Soundproof Your Office

One of the best ways to improve client confidentiality in your office is to soundproof it. No one else—not by accident and definitely not intentionally—should be able to hear the private counseling conversations between you and your client. But what if you’re renting an office space and you can’t remedy the thin walls? Invest in a sound machine. Any sound machine will do—whether you go with a white noise machine, a background music player, or even a water fountain. If you’re not sure which to choose, consider a white noise machine. It almost magically masks the voices of people in other rooms. Place your sound machine in the waiting or reception area. That way, it should drown out or make it difficult to understand the conversation in your office. Of course, you should definitely test it with different voices (male, female, young, old) to make sure that the machine masks your conversation satisfactorily.

Train Your Staff

It’s not enough for you alone to uphold the confidentiality of your clients. Your staff should also respect the client’s privacy—and it’s your responsibility to make sure that they do. Here’s how you can work with your staff to protect your clients’ privacy: Don’t use client sign-in sheets. Standard client sign-in sheets show the names of other clients. This is a no-no when you’re protecting the identity of your clients. Instead, keep records of sign-ins right in your TheraNest software. Allow clients to fill out and submit their own intake forms online (or via an Internet-connected tablet in office). Not only does this improve the standard of confidentiality in your office, but it also reduces staff error and has the added benefit of eliminating a paper trail. Design your intake form with our client portal, Client Portal. Our Client Portal makes it easy to schedule clients, accept credit card payments, and sync information automatically and in real-time. Plus, our Client Portal is completely secure—so your clients’ information remains private. Operate on a need-to-know basis. While you may need to provide the client’s private information to a third-party payor, such as an insurance company, remember that you only need to provide the minimum information necessary.
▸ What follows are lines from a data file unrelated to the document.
//! Custom widgets for the recite TUI.

use ratatui::{
    buffer::Buffer,
    layout::{Alignment, Constraint, Layout, Rect},
    style::{Modifier, Style},
    text::{Line, Span},
    widgets::{block::BorderType, Block, Borders, Paragraph, Widget, Wrap},
};
use unicode_width::{UnicodeWidthChar, UnicodeWidthStr};

use super::theme::{icons, Theme};
use crate::session::CardSide;

// ══════════════════════════════════════════════════════════════════════════
// Card Panel Widget
// ══════════════════════════════════════════════════════════════════════════

/// One side of the current card: labeled, bordered, content centered both
/// ways.
pub struct CardPanel<'a> {
    content: &'a str,
    side: CardSide,
    theme: &'a Theme,
}

impl<'a> CardPanel<'a> {
    pub fn new(content: &'a str, side: CardSide, theme: &'a Theme) -> Self {
        Self {
            content,
            side,
            theme,
        }
    }
}

impl Widget for CardPanel<'_> {
    fn render(self, area: Rect, buf: &mut Buffer) {
        let (label, label_style, border_color) = match self.side {
            CardSide::Question => (
                "QUESTION",
                self.theme.card_question(),
                self.theme.colors.question,
            ),
            CardSide::Answer => (
                "ANSWER",
                self.theme.card_answer(),
                self.theme.colors.answer,
            ),
        };

        let block = Block::default()
            .borders(Borders::ALL)
            .border_type(BorderType::Rounded)
            .border_style(Style::default().fg(border_color))
            .title(Line::from(vec![
                Span::raw(" "),
                Span::styled(label, label_style),
                Span::raw(" "),
            ]))
            .title_alignment(Alignment::Center);

        let inner = block.inner(area);
        block.render(area, buf);

        // Wrap up front so vertical centering counts display lines, not
        // newlines in the source text.
        let width = (inner.width.saturating_sub(4) as usize).max(1);
        let wrapped = textwrap::wrap(self.content, width);
        let lines: Vec<Line> = wrapped.iter().map(|line| Line::from(line.as_ref())).collect();

        let content_height = lines.len() as u16;
        let vertical_padding = inner.height.saturating_sub(content_height) / 2;
        let content_area = Rect {
            x: inner.x + 2,
            y: inner.y + vertical_padding,
            width: inner.width.saturating_sub(4),
            height: inner.height.saturating_sub(vertical_padding),
        };

        Paragraph::new(lines)
            .alignment(Alignment::Center)
            .style(Style::default().fg(self.theme.colors.text))
            .render(content_area, buf);
    }
}

// ══════════════════════════════════════════════════════════════════════════
// Deck Status Bar Widget
// ══════════════════════════════════════════════════════════════════════════

/// Position, active filter, and audio activity in one line.
pub struct DeckStatusBar<'a> {
    position: Option<(usize, usize)>,
    filter_label: &'a str,
    has_categories: bool,
    looping: Option<CardSide>,
    playing: bool,
    theme: &'a Theme,
}

impl<'a> DeckStatusBar<'a> {
    pub fn new(position: Option<(usize, usize)>, filter_label: &'a str, theme: &'a Theme) -> Self {
        Self {
            position,
            filter_label,
            has_categories: false,
            looping: None,
            playing: false,
            theme,
        }
    }

    pub fn has_categories(mut self, has_categories: bool) -> Self {
        self.has_categories = has_categories;
        self
    }

    pub fn looping(mut self, phase: Option<CardSide>) -> Self {
        self.looping = phase;
        self
    }

    pub fn playing(mut self, playing: bool) -> Self {
        self.playing = playing;
        self
    }
}

impl Widget for DeckStatusBar<'_> {
    fn render(self, area: Rect, buf: &mut Buffer) {
        let chunks = Layout::horizontal([
            Constraint::Percentage(30),
            Constraint::Percentage(40),
            Constraint::Percentage(30),
        ])
        .split(area);

        // Position
        let position_text = match self.position {
            Some((current, total)) => Line::from(vec![
                Span::styled("Card ", Style::default().fg(self.theme.colors.text_muted)),
                Span::styled(current.to_string(), self.theme.highlight()),
                Span::styled(" of ", Style::default().fg(self.theme.colors.text_muted)),
                Span::styled(total.to_string(), self.theme.highlight()),
            ]),
            None => Line::from(Span::styled(
                "No cards",
                Style::default().fg(self.theme.colors.warning),
            )),
        };
        Paragraph::new(position_text)
            .alignment(Alignment::Center)
            .render(chunks[0], buf);

        // Active filter
        if self.has_categories {
            let budget = (chunks[1].width as usize).saturating_sub(10);
            let label = fit_width(self.filter_label, budget);
            let filter_text = Line::from(vec![
                Span::styled("Filter: ", Style::default().fg(self.theme.colors.text_muted)),
                Span::styled(label, Style::default().fg(self.theme.colors.secondary)),
            ]);
            Paragraph::new(filter_text)
                .alignment(Alignment::Center)
                .render(chunks[1], buf);
        }

        // Audio activity
        let activity_text = if let Some(phase) = self.looping {
            Line::from(vec![
                Span::styled(
                    format!("{} LOOP", icons::LOOP),
                    self.theme.loop_indicator(),
                ),
                Span::styled(
                    format!(" · {}", phase.label()),
                    Style::default().fg(self.theme.colors.text_muted),
                ),
            ])
        } else if self.playing {
            Line::from(Span::styled(
                format!("{} playing", icons::NOTE),
                Style::default().fg(self.theme.colors.accent),
            ))
        } else {
            Line::from("")
        };
        Paragraph::new(activity_text)
            .alignment(Alignment::Center)
            .render(chunks[2], buf);
    }
}

/// Truncate `s` to at most `max_width` display columns, ending in an
/// ellipsis when anything was cut.
fn fit_width(s: &str, max_width: usize) -> String {
    if max_width == 0 {
        return String::new();
    }
    if s.width() <= max_width {
        return s.to_string();
    }
    let mut out = String::new();
    let mut used = 0;
    for ch in s.chars() {
        let w = ch.width().unwrap_or(0);
        if used + w > max_width.saturating_sub(1) {
            break;
        }
        out.push(ch);
        used += w;
    }
    out.push('…');
    out
}

// ══════════════════════════════════════════════════════════════════════════
// Key Hints Widget
// ══════════════════════════════════════════════════════════════════════════

pub struct KeyHints<'a> {
    hints: &'a [(&'a str, &'a str)],
    theme: &'a Theme,
}

impl<'a> KeyHints<'a> {
    pub fn new(hints: &'a [(&'a str, &'a str)], theme: &'a Theme) -> Self {
        Self { hints, theme }
    }
}

impl Widget for KeyHints<'_> {
    fn render(self, area: Rect, buf: &mut Buffer) {
        let mut spans: Vec<Span> = Vec::new();
        for (i, (key, desc)) in self.hints.iter().enumerate() {
            if i > 0 {
                spans.push(Span::styled(
                    " │ ",
                    Style::default().fg(self.theme.colors.text_dim),
                ));
            }
            spans.push(Span::styled(*key, self.theme.key_highlight()));
            spans.push(Span::styled(format!(" {}", desc), self.theme.key_hint()));
        }

        Paragraph::new(Line::from(spans))
            .alignment(Alignment::Center)
            .render(area, buf);
    }
}

// ══════════════════════════════════════════════════════════════════════════
// Empty Filter Notice Widget
// ══════════════════════════════════════════════════════════════════════════

/// Shown in place of the card when the active filter matches nothing.
pub struct EmptyFilterNotice<'a> {
    filter_label: &'a str,
    theme: &'a Theme,
}

impl<'a> EmptyFilterNotice<'a> {
    pub fn new(filter_label: &'a str, theme: &'a Theme) -> Self {
        Self {
            filter_label,
            theme,
        }
    }
}

impl Widget for EmptyFilterNotice<'_> {
    fn render(self, area: Rect, buf: &mut Buffer) {
        let block = Block::default()
            .borders(Borders::ALL)
            .border_type(BorderType::Rounded)
            .border_style(Style::default().fg(self.theme.colors.warning))
            .title(Line::from(vec![
                Span::raw(" "),
                Span::styled(
                    "NO MATCHES",
                    Style::default()
                        .fg(self.theme.colors.warning)
                        .add_modifier(Modifier::BOLD),
                ),
                Span::raw(" "),
            ]))
            .title_alignment(Alignment::Center);

        let inner = block.inner(area);
        block.render(area, buf);

        let text = vec![
            Line::from(""),
            Line::from(vec![Span::styled(
                format!("No cards in category \"{}\".", self.filter_label),
                Style::default().fg(self.theme.colors.text),
            )]),
            Line::from(""),
            Line::from(vec![
                Span::styled("Press ", Style::default().fg(self.theme.colors.text_dim)),
                Span::styled("f", self.theme.key_highlight()),
                Span::styled(
                    " to pick another filter",
                    Style::default().fg(self.theme.colors.text_dim),
                ),
            ]),
        ];

        Paragraph::new(text)
            .alignment(Alignment::Center)
            .wrap(Wrap { trim: true })
            .render(inner, buf);
    }
}

#[cfg(test)]
mod tests {
    use super::*;

    #[test]
    fn fit_width_passes_short_labels_through() {
        assert_eq!(fit_width("Storia", 10), "Storia");
        assert_eq!(fit_width("All", 3), "All");
    }

    #[test]
    fn fit_width_truncates_by_display_columns() {
        assert_eq!(fit_width("Storia Contemporanea", 8), "Storia …");
        // Wide characters count double.
        assert_eq!(fit_width("日本語のカテゴリ", 7), "日本語…");
        assert_eq!(fit_width("anything", 0), "");
    }
}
Your staff should know what information to share (and to whom) and what information to never give out. Ensure the computers and fax machines are kept in private, restricted areas. Because fax machines and computers often display sensitive information, these tools shouldn’t be kept in a common, public space where other clients may have a chance to see them. Limit access to client records. Ideally, you’ll have a paperless practice that’s all digital, but if you still have physical records, be careful to keep these records safe. Use storage with locks, and also limit who has a key to this storage. Protect yourself after terminating employment. You should change locks and computer passwords if you have to fire a staff member. While it may seem excessive, it’s better that you’re safe than sorry. Plus, it’ll be a good reminder to hand out keys to staff members only on a must-know basis. Stay up to date on your state laws. Not only should you be aware of any privacy laws concerning mental health and private practice, but your staff should also know. Make it a habit to stay informed.